Integração fiscal passa a ser obrigatória para grandes empresas a partir de fevereiro
A Secretaria da Economia informou que, a partir de 1º de fevereiro, entra em vigor a obrigatoriedade da integração entre os sistemas de pagamento e a emissão de documentos fiscais para empresas com faturamento anual superior a R$ 4,8 milhões. A medida está prevista na Instrução Normativa nº 1.605/2025 e faz parte do processo de modernização das obrigações tributárias no país.
A exigência começou a ser aplicada em novembro de 2025, inicialmente limitada a supermercados, hipermercados, postos de combustíveis e farmácias enquadrados nesse porte de faturamento. Com a nova etapa, a regra passa a valer para todos os segmentos econômicos, alcançando cerca de 11 mil estabelecimentos. Segundo a Secretaria, a integração garante que os documentos fiscais informem corretamente os meios de pagamento utilizados, tornando o cumprimento das obrigações mais automático e eficiente.
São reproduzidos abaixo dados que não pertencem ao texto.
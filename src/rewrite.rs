//! Destination rewrite chain.
//!
//! A [`RewriteChain`] runs its stages strictly in registration order, each
//! stage receiving the previous stage's output together with the original
//! request metadata. Two stage kinds are provided: [`AccessLogStage`], which
//! only records the request, and [`RuleTableStage`], which applies a
//! [`RewriteRuleTable`].

use crate::addr::{RequestMeta, ResolvedAddr};
use crate::rules::RewriteRuleTable;
use tracing::{debug, info};

/// Tracing target of access records.
pub const ACCESS_LOG_TARGET: &str = "mangle_proxy::access";

/// Transforms a resolved destination before the outbound connection.
///
/// This is the address-rewrite hook consumed by both forwarding front-ends.
pub trait AddressRewriter: Send + Sync {
    fn rewrite(&self, request: &RequestMeta, addr: ResolvedAddr) -> ResolvedAddr;
}

/// Emits one access record per request and passes the address through.
#[derive(Debug, Clone, Copy, Default)]
pub struct AccessLogStage;

impl AddressRewriter for AccessLogStage {
    fn rewrite(&self, request: &RequestMeta, addr: ResolvedAddr) -> ResolvedAddr {
        info!(
            target: ACCESS_LOG_TARGET,
            command = %request.command,
            fqdn = request.destination.fqdn().unwrap_or(""),
            ip = %addr.addr.ip(),
            port = addr.addr.port(),
            "Access"
        );
        addr
    }
}

/// Looks the destination up in a rule table; unmatched addresses pass
/// through unchanged.
#[derive(Debug, Clone)]
pub struct RuleTableStage {
    table: RewriteRuleTable,
}

impl RuleTableStage {
    pub fn new(table: RewriteRuleTable) -> Self {
        Self { table }
    }

    pub fn table(&self) -> &RewriteRuleTable {
        &self.table
    }
}

impl AddressRewriter for RuleTableStage {
    fn rewrite(&self, _request: &RequestMeta, addr: ResolvedAddr) -> ResolvedAddr {
        let host = addr.rule_host();
        match self.table.lookup(&host, addr.addr.port()) {
            Some(target) => {
                debug!(host = %host, from = %addr.addr, to = %target, "Rewrote destination");
                addr.retarget(target)
            }
            None => addr,
        }
    }
}

/// Ordered, append-only sequence of rewrite stages.
#[derive(Default)]
pub struct RewriteChain {
    stages: Vec<Box<dyn AddressRewriter>>,
}

impl RewriteChain {
    pub fn builder() -> RewriteChainBuilder {
        RewriteChainBuilder::default()
    }

    pub fn len(&self) -> usize {
        self.stages.len()
    }

    pub fn is_empty(&self) -> bool {
        self.stages.is_empty()
    }
}

impl AddressRewriter for RewriteChain {
    fn rewrite(&self, request: &RequestMeta, addr: ResolvedAddr) -> ResolvedAddr {
        self.stages
            .iter()
            .fold(addr, |addr, stage| stage.rewrite(request, addr))
    }
}

impl std::fmt::Debug for RewriteChain {
    fn fmt(&self, f: &mut std::fmt::Formatter<'_>) -> std::fmt::Result {
        f.debug_struct("RewriteChain")
            .field("stages", &self.stages.len())
            .finish()
    }
}

/// Builder for [`RewriteChain`]; stage order is the order of `stage` calls.
#[derive(Default)]
pub struct RewriteChainBuilder {
    stages: Vec<Box<dyn AddressRewriter>>,
}

impl RewriteChainBuilder {
    pub fn stage<R: AddressRewriter + 'static>(mut self, stage: R) -> Self {
        self.stages.push(Box::new(stage));
        self
    }

    pub fn build(self) -> RewriteChain {
        RewriteChain {
            stages: self.stages,
        }
    }
}

#[cfg(test)]
mod tests {
    use super::*;
    use crate::addr::{Command, DestinationSpec};
    use std::net::SocketAddr;
    use std::sync::{Arc, Mutex};
    use tracing::field::{Field, Visit};
    use tracing::{Event, Subscriber};
    use tracing_subscriber::layer::{Context, SubscriberExt};
    use tracing_subscriber::Layer;

    /// Collects the `ip` field of every access record.
    #[derive(Clone, Default)]
    struct AccessRecorder(Arc<Mutex<Vec<String>>>);

    struct IpVisitor(Option<String>);

    impl Visit for IpVisitor {
        fn record_debug(&mut self, field: &Field, value: &dyn std::fmt::Debug) {
            if field.name() == "ip" {
                self.0 = Some(format!("{:?}", value));
            }
        }
    }

    impl<S: Subscriber> Layer<S> for AccessRecorder {
        fn on_event(&self, event: &Event<'_>, _ctx: Context<'_, S>) {
            if event.metadata().target() == ACCESS_LOG_TARGET {
                let mut visitor = IpVisitor(None);
                event.record(&mut visitor);
                self.0
                    .lock()
                    .unwrap()
                    .push(visitor.0.unwrap_or_default());
            }
        }
    }

    fn run_recorded<T>(f: impl FnOnce() -> T) -> (T, Vec<String>) {
        let recorder = AccessRecorder::default();
        let subscriber = tracing_subscriber::registry().with(recorder.clone());
        let out = tracing::subscriber::with_default(subscriber, f);
        let records = recorder.0.lock().unwrap().clone();
        (out, records)
    }

    fn connect_to(host: &str, addr: &str) -> (RequestMeta, ResolvedAddr) {
        let addr: SocketAddr = addr.parse().unwrap();
        let request = RequestMeta::new(Command::Connect, DestinationSpec::from_host(host, addr.port()));
        let fqdn = request.destination.fqdn().map(str::to_string);
        (request, ResolvedAddr::new(fqdn, addr))
    }

    fn table(rules: &[&str]) -> RewriteRuleTable {
        RewriteRuleTable::from_rules(rules).unwrap()
    }

    #[test]
    fn test_empty_chain_is_identity() {
        let chain = RewriteChain::builder().build();
        let (request, addr) = connect_to("a.com", "10.0.0.1:80");

        assert!(chain.is_empty());
        assert_eq!(chain.rewrite(&request, addr.clone()), addr);
    }

    #[test]
    fn test_rule_stage_rewrites_by_fqdn() {
        let stage = RuleTableStage::new(table(&["a.com:1000-1002:10.0.0.5:2000"]));
        assert_eq!(stage.table().len(), 3);
        let (request, addr) = connect_to("a.com", "93.184.216.34:1001");

        let out = stage.rewrite(&request, addr);
        assert_eq!(out.addr, "10.0.0.5:2001".parse().unwrap());
        assert_eq!(out.fqdn.as_deref(), Some("a.com"));
    }

    #[test]
    fn test_rule_stage_rewrites_by_ip() {
        let stage = RuleTableStage::new(table(&["1.2.3.4:80:5.6.7.8"]));
        let (request, addr) = connect_to("1.2.3.4", "1.2.3.4:80");

        let out = stage.rewrite(&request, addr);
        assert_eq!(out.addr, "5.6.7.8:80".parse().unwrap());
    }

    #[test]
    fn test_rule_stage_unmatched_is_identity() {
        let stage = RuleTableStage::new(table(&["a.com:80:10.0.0.1"]));

        for (host, addr) in [("a.com", "1.1.1.1:81"), ("b.com", "1.1.1.1:80"), ("1.1.1.1", "1.1.1.1:80")] {
            let (request, addr) = connect_to(host, addr);
            assert_eq!(stage.rewrite(&request, addr.clone()), addr);
        }
    }

    #[test]
    fn test_stages_run_in_order() {
        // The second stage only matches the first stage's output.
        let chain = RewriteChain::builder()
            .stage(RuleTableStage::new(table(&["1.1.1.1:80:2.2.2.2:81"])))
            .stage(RuleTableStage::new(table(&["2.2.2.2:81:3.3.3.3:82"])))
            .build();
        let (request, addr) = connect_to("1.1.1.1", "1.1.1.1:80");
        assert_eq!(chain.rewrite(&request, addr).addr, "3.3.3.3:82".parse().unwrap());

        let reversed = RewriteChain::builder()
            .stage(RuleTableStage::new(table(&["2.2.2.2:81:3.3.3.3:82"])))
            .stage(RuleTableStage::new(table(&["1.1.1.1:80:2.2.2.2:81"])))
            .build();
        let (request, addr) = connect_to("1.1.1.1", "1.1.1.1:80");
        assert_eq!(reversed.rewrite(&request, addr).addr, "2.2.2.2:81".parse().unwrap());
    }

    #[test]
    fn test_access_log_stage_is_noop_and_logs_once() {
        let chain = RewriteChain::builder().stage(AccessLogStage).build();
        let inputs = [("a.com", "10.0.0.1:443"), ("10.0.0.2", "10.0.0.2:80"), ("b.com", "[::1]:22")];

        let (outputs, records) = run_recorded(|| {
            inputs
                .iter()
                .map(|(host, addr)| {
                    let (request, addr) = connect_to(host, addr);
                    (addr.clone(), chain.rewrite(&request, addr))
                })
                .collect::<Vec<_>>()
        });

        for (input, output) in outputs {
            assert_eq!(input, output);
        }
        assert_eq!(records, vec!["10.0.0.1", "10.0.0.2", "::1"]);
    }

    #[test]
    fn test_log_position_observes_rewrite() {
        let before = RewriteChain::builder()
            .stage(AccessLogStage)
            .stage(RuleTableStage::new(table(&["a.com:80:10.0.0.9"])))
            .build();
        let after = RewriteChain::builder()
            .stage(RuleTableStage::new(table(&["a.com:80:10.0.0.9"])))
            .stage(AccessLogStage)
            .build();

        let (_, records) = run_recorded(|| {
            let (request, addr) = connect_to("a.com", "10.0.0.1:80");
            before.rewrite(&request, addr.clone());
            after.rewrite(&request, addr);
        });

        assert_eq!(records, vec!["10.0.0.1", "10.0.0.9"]);
    }
}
Além de padronizar procedimentos e reforçar a conformidade tributária, a iniciativa também prepara as empresas para as mudanças previstas no novo sistema tributário decorrente da Reforma. O cronograma prevê a ampliação gradual da exigência: em 1º de maio de 2026 para Empresas de Pequeno Porte (EPP) e em 1º de agosto de 2026 para Microempresas (ME). Estão dispensados da regra os Microempreendedores Individuais (MEIs), enquanto empresas abertas a partir de 2025 terão prazo até agosto de 2026 para se adequar.